Condamnée à la misère et à la solitude, pouvait-elle refuser l'offre de celui qui l'avait désavouée après lui avoir donné l'ordre d'euthanasier une patiente pauvre et souffrante ; seulement interrompue par une lavandière allemande dont la rectitude morale attise sa haine ?
Le plan où l'Allemande se promène insouciante dans le parc, sous les fenêtres de l'hôpital où l'équipe médicale accomplit son meurtre dans la fournaise d'une salle inondée par le soleil d'été, renvoie peut-être aux aveuglements plus et moins volontaires des civils occidentaux.
Une infirmière plus âgée a un rôle secondaire muet, accomplissant implacablement les ordres de la hiérarchie - miroir négatif de la victime silencieuse, la "grand-mère" patiente objet des expérimentations médicales qui font le banal quotidien de la clinique.
La mise en scène de Kumai montre ce que la salle d'opérations a d'opératique : un même plan regroupe les acteurs en pied, plantés devant les hautes vitres éblouissantes comme des personnages de vitraux en Nô et blouse. Post op, l'assistant répètera dans le vide les gestes du chirurgien-chef.
Blancs Charons guidant leur passager sur le Styx, ils ont franchi librement le rubicond, les pieds sur l'eau de la salle d'opération (le sol en est couvert pour faciliter l'évacuation des déchets) ; et Kumai a saisi l'opportunité du symbole : puisqu'à la fois dispensatrice de vie et de mort dans le monde japonais, l'eau lave les péchés dans le monde chrétien... Et le blanc, comme celui de la clinique, se rapporte à la mort - souvent associé aux éphémères pétales des fleurs de cerisier, présentes à l'arrière-plan lorsque les deux jeunes médecins se préparent à partir au front après que leur équipe médicale fut tombée en disgrâce.
Le noir et blanc neutralise l'aspect potentiellement choquant de certaines images, qui sont à la fois réalistes et symboliques, comme cette main tenant dans sa paume un coeur humain, pouvoir absolu du médecin, tueur ou sauveur - évoquant aussi les icônes où Jésus touche de son doigt son coeur dans sa poitrine ouverte.
Les plans les plus écoeurants montrent les gazes imbibées de sang que l'on jette au sol.
A la fin, tous ceux qui marchent sur l'eau de la salle d'opération sont recouverts par une surimpression de la mer ... La submersion du Japon?
Et, dans une parodie de la cène, les militaires ouvrent une bouteille de vin pour déguster le foie de la victime.
Peut-être pour Kumai la foi est-elle le moyen de garder une boussole intérieure qui résiste aux circonstances ; ou fait-il le procès des valeurs japonaises.

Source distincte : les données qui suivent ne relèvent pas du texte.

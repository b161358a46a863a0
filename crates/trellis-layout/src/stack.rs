//! Stack layout and the orientation shared with wrap.

use trellis_core::{Rect, Size};

use crate::contract::Layout;
use crate::host::LayoutAlgorithm;

/// Direction children are laid out in.
#[derive(Debug, Clone, Copy, PartialEq, Eq)]
pub enum Orientation {
    /// Left to right
    Horizontal,
    /// Top to bottom
    Vertical,
}

impl Orientation {
    /// Extent of `size` along the layout axis.
    pub(crate) fn main(self, size: Size) -> f64 {
        match self {
            Orientation::Horizontal => size.width,
            Orientation::Vertical => size.height,
        }
    }

    /// Extent of `size` across the layout axis.
    pub(crate) fn cross(self, size: Size) -> f64 {
        match self {
            Orientation::Horizontal => size.height,
            Orientation::Vertical => size.width,
        }
    }

    pub(crate) fn size(self, main: f64, cross: f64) -> Size {
        match self {
            Orientation::Horizontal => Size::new(main, cross),
            Orientation::Vertical => Size::new(cross, main),
        }
    }

    pub(crate) fn rect(self, main_offset: f64, cross_offset: f64, main: f64, cross: f64) -> Rect {
        match self {
            Orientation::Horizontal => Rect::new(main_offset, cross_offset, main, cross),
            Orientation::Vertical => Rect::new(cross_offset, main_offset, cross, main),
        }
    }
}

/// Lines children up one after another.
///
/// Each child gets its desired extent along the axis and the full extent
/// across it.
#[derive(Debug, Clone, Copy, PartialEq, Eq)]
pub struct StackLayout {
    pub orientation: Orientation,
}

impl Default for StackLayout {
    fn default() -> Self {
        Self::vertical()
    }
}

impl StackLayout {
    pub fn new(orientation: Orientation) -> Self {
        Self { orientation }
    }

    /// Create a left-to-right stack.
    pub fn horizontal() -> Self {
        Self::new(Orientation::Horizontal)
    }

    /// Create a top-to-bottom stack.
    pub fn vertical() -> Self {
        Self::new(Orientation::Vertical)
    }
}

impl LayoutAlgorithm for StackLayout {
    fn measure_override(&mut self, children: &mut [&mut dyn Layout], available: Size) -> Size {
        let axis = self.orientation;
        let constraint = axis.size(f64::INFINITY, axis.cross(available));

        let mut main = 0.0;
        let mut cross: f64 = 0.0;
        for child in children.iter_mut() {
            child.measure(constraint);
            let size = child.desired_size();
            main += axis.main(size);
            cross = cross.max(axis.cross(size));
        }
        axis.size(main, cross)
    }

    fn arrange_override(&mut self, children: &mut [&mut dyn Layout], final_size: Size) {
        let axis = self.orientation;
        let cross = axis.cross(final_size);

        let mut offset = 0.0;
        for child in children.iter_mut() {
            let main = axis.main(child.desired_size());
            child.arrange(axis.rect(offset, 0.0, main, cross));
            offset += main;
        }
    }
}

Si l'hôpital est sous la protection de mortiers placés sur le toit, cette disposition spatiale reflète aussi une hiérarchie des valeurs : on enjoint le citoyen japonais à se sacrifier pour sa communauté, mais elle doit passer derrière l'empereur. Le peuple doit mourir pour le fils du soleil.
Lorsque dans un milieu fermé, l'intérêt individuel coincide avec l'observance du modèle d'un chef, la force de caractère est considérée comme folie. Torturé par sa conscience, tiraillé entre des valeurs que le contexte met en contradiction, l'"humaniste" préfère abandonner son libre-arbitre, et garder son poste plutôt qu'être envoyé au front. Complice silencieux des méfaits de son équipe, le "tendre" n'oppose pas plus de résistance que ses collègues amoraux. Peut-être le cynique a-t-il adopté son attitude pour s'adapter à son environnement, et n'incarne-il que l'étape intermédiaire entre le jeune idéaliste en train de perdre ses valeurs, et le vieillard calculateur qui s'accroche au pouvoir.
S'ils se tournent vers la mer(e) pour y trouver consolation et oubli de leur désespoir dans un sentiment océanique, abandonnant à la fois leur ego et leurs responsabilités, l'élément liquide duel évoqué dans le titre rappelle également le pharmakon, l'antidote-poison, notion plus subtile que celle de "médicament" , tant les vertus d'une substance sont relatives à son dosage. La fluidité des propriétés chimiques est mise en miroir avec les transitions progressives du caractère et du comportement.
La mer et le poison? La vie et la mort, je suppose.